Broader view of children’s needs

Kirst did not publicly push for an agency responsible for children’s overall development as Brown’s education adviser, but he said the time may be right for the idea. Thirty years ago, he proposed creating a special policy adviser on children and youth in the governor’s office, as the lead author of a massive report, “The Conditions of Children in California.” But the national mood shifted, particularly during the presidency of George W. Bush and the adoption of the federal No Child Left Behind Act. The conventional wisdom became “any talk beyond education to solve problems like the achievement gap is the soft bigotry of low expectations,” Kirst said, “so education alone could do it. Teachers needed to pull up their socks and work harder,” and states should “pound them with accountability.”

Now, he said, there is recognition that “we have to face the fact that schooling needs some backups, that we need to think more about children holistically.”

Will the system survive?

Saying the funding formula needed time to work, Brown vowed to veto any amendments to the law — and did. Six years after its passage, Kirst said, “I haven’t seen any convincing case — and I could be open to it — but I haven’t seen any studies” to justify changes to the formula.

Asked whether he is concerned that all of his work will be cast aside in the next wave of reform, Kirst said “the real threat that blows up” the system would be the Legislature’s re-imposition of “categorical funding” — restricted pots of money that undermine local autonomy. The Legislature added 27 categorical funds the year before Brown took office, Kirst said. “And that seems to be the natural instinct of the Legislature. Brown showed very clearly that you can shut that down and hold the fort.”

Unfinished business

Data: Kirst said he agrees with Newsom and others who call for an expanded statewide education database that reaches into early childhood and expands to higher education. “I think it should happen,” ­and will, once difficult issues over privacy and control of data now scattered among higher education institutions are resolved, he said. He said Brown opposed data expansion because “he distrusted a system of centralized data that didn’t have proper controls and a governing system” and wasn’t presented with an approvable plan.
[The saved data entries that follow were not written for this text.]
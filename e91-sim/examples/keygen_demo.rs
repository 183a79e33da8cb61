use e91_sim::prelude::*;
use rand::rngs::StdRng;
use rand::SeedableRng;

fn main() {
    println!("E91 Phase 2: raw key generation");

    let mut rng = StdRng::from_entropy();
    let mut sampler = StateSampler;
    let config = KeyGenConfig { count: 50 };

    let material = generate_raw_key(&config, &mut sampler, &mut rng).expect("valid configuration");

    println!("Alice bases: {:?}", material.alice_bases);
    println!("Bob bases:   {:?}", material.bob_bases);
    println!("Alice bits:  {:?}", material.raw_bits_a);
    println!("Bob bits:    {:?}", material.raw_bits_b);

    // Sifting happens on the caller side: keep only the positions where the
    // announced bases match.
    let mut sifted_alice = Vec::new();
    let mut sifted_bob = Vec::new();
    for shot in 0..material.alice_bases.len() {
        if material.alice_bases[shot] == material.bob_bases[shot] {
            sifted_alice.push(material.raw_bits_a[shot]);
            sifted_bob.push(material.raw_bits_b[shot]);
        }
    }

    println!(
        "\nSifted key ({} of {} bits survive the basis comparison):",
        sifted_alice.len(),
        config.count
    );
    println!("Alice: {:?}", sifted_alice);
    println!("Bob:   {:?}", sifted_bob);
    println!("Keys match: {}", sifted_alice == sifted_bob);
}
Special education: Brown didn’t include state funding for students with disabilities in the funding formula, because special education money is funneled through regional agencies with complex issues and funding disparities. Discussions over remaking the system went nowhere. “We couldn’t devise anything that would have a winning coalition or that even made sense in some ways,” Kirst said.

Students with disabilities were the lowest-performing student group on state metrics and the state faces a severe shortage of special education teachers. “I would single out special education as another area where you could say, ‘Where’s the capacity to get the schools and districts out of the red on the dashboard?’” he said.

His future

Kirst said he will remain involved in California education issues, though he hasn’t decided in what role. He advised Brown on education since his first term as governor in 1975; as Brown’s appointee, he led the state board during all of Brown’s four terms as governor. During his last two terms, Brown met often with him and with two other close advisers, Sue Burr, also a member of the state board, and Karen Stapf Walters, the board’s executive director. “The three of us were a phalanx. He did talk to other people. But overriding that threesome would be difficult for him,” he said.

Kirst kept those conversations and differences of opinions private, deferring to Brown, who waited until bills were on his desk to announce his positions. Now that Brown and he are out of office, Kirst won’t feel constrained.

Now that he doesn’t have that “inhibition,” Kirst said he won’t hesitate to express his opinions openly about issues and directions that Newsom is taking, “even though I wish him well and like him personally.”